**WHAT TO DO:** Work out how many lines in the entries contain the string "filename", and give nothing but that number.

::: DATA PROVIDED

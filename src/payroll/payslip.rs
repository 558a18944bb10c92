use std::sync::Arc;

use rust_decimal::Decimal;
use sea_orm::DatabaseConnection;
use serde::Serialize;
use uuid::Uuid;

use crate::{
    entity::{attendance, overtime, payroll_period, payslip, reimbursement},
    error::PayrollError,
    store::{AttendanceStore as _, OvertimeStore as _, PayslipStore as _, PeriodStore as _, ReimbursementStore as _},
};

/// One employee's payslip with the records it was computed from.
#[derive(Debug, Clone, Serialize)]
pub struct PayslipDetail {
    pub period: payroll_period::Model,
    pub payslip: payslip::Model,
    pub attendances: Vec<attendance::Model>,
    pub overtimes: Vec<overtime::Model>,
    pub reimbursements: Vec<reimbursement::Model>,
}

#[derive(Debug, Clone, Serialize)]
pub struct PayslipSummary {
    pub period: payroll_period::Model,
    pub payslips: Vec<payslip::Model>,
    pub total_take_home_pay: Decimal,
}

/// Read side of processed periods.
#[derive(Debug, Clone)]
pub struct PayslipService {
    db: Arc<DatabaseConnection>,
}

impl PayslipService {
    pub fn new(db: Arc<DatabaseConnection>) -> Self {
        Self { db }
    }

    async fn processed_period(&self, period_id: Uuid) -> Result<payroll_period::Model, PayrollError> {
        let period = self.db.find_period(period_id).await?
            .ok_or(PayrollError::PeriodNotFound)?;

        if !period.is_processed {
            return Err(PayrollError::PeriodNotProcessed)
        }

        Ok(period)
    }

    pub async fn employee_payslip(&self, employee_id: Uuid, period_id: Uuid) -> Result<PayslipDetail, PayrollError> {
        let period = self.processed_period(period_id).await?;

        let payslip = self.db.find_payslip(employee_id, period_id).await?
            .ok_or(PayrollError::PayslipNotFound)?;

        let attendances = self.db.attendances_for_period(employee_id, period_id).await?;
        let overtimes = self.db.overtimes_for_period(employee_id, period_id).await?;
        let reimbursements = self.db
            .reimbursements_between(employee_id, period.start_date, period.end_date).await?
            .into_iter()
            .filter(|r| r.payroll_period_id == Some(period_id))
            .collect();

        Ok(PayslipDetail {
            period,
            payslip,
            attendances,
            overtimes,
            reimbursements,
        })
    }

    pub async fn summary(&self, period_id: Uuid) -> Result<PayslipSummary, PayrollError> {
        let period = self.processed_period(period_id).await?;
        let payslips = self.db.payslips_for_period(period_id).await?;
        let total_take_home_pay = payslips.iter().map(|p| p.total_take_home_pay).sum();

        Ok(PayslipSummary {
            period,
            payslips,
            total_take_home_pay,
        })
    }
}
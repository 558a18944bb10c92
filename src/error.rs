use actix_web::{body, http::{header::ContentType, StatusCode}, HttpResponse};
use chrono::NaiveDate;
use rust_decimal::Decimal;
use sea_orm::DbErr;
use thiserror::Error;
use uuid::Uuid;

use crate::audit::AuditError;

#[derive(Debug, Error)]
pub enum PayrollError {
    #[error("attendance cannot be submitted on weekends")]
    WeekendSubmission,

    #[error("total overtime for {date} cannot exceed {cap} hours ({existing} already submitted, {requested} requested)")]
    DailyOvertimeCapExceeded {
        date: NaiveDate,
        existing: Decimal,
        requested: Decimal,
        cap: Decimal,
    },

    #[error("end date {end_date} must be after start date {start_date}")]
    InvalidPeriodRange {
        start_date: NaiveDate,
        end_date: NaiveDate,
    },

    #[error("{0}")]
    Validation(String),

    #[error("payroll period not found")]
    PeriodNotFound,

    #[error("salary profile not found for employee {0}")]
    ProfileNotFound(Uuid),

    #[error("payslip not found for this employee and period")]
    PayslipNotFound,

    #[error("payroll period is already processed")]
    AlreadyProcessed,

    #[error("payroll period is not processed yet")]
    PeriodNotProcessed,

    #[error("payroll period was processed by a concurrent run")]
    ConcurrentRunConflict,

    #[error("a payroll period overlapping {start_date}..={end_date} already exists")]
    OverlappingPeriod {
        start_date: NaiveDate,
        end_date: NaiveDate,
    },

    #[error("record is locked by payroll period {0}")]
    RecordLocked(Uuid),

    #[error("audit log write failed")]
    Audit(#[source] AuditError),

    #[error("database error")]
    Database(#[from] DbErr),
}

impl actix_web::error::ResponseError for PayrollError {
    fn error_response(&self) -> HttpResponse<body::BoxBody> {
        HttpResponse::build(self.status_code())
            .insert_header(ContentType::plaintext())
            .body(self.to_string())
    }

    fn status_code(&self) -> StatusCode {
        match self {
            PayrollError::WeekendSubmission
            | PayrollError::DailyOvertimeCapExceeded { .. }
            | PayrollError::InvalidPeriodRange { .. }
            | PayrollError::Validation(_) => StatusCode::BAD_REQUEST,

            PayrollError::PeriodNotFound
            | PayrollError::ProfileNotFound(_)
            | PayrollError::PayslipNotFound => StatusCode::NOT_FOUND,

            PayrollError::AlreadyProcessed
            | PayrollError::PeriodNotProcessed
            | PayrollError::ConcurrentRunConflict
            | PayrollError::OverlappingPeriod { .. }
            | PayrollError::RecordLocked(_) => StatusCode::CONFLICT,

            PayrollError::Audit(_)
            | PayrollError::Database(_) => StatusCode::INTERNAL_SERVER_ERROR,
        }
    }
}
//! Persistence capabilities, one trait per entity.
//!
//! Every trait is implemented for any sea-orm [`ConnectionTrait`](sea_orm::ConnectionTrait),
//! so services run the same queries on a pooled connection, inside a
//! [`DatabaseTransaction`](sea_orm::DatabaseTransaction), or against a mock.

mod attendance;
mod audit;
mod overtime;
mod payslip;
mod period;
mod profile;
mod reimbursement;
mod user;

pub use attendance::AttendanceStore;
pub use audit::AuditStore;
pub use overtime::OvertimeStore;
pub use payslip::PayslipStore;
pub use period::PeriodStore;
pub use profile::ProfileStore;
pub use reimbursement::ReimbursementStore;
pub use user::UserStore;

::::::

**SOLUTION FOR THIS EXERCISE:** 2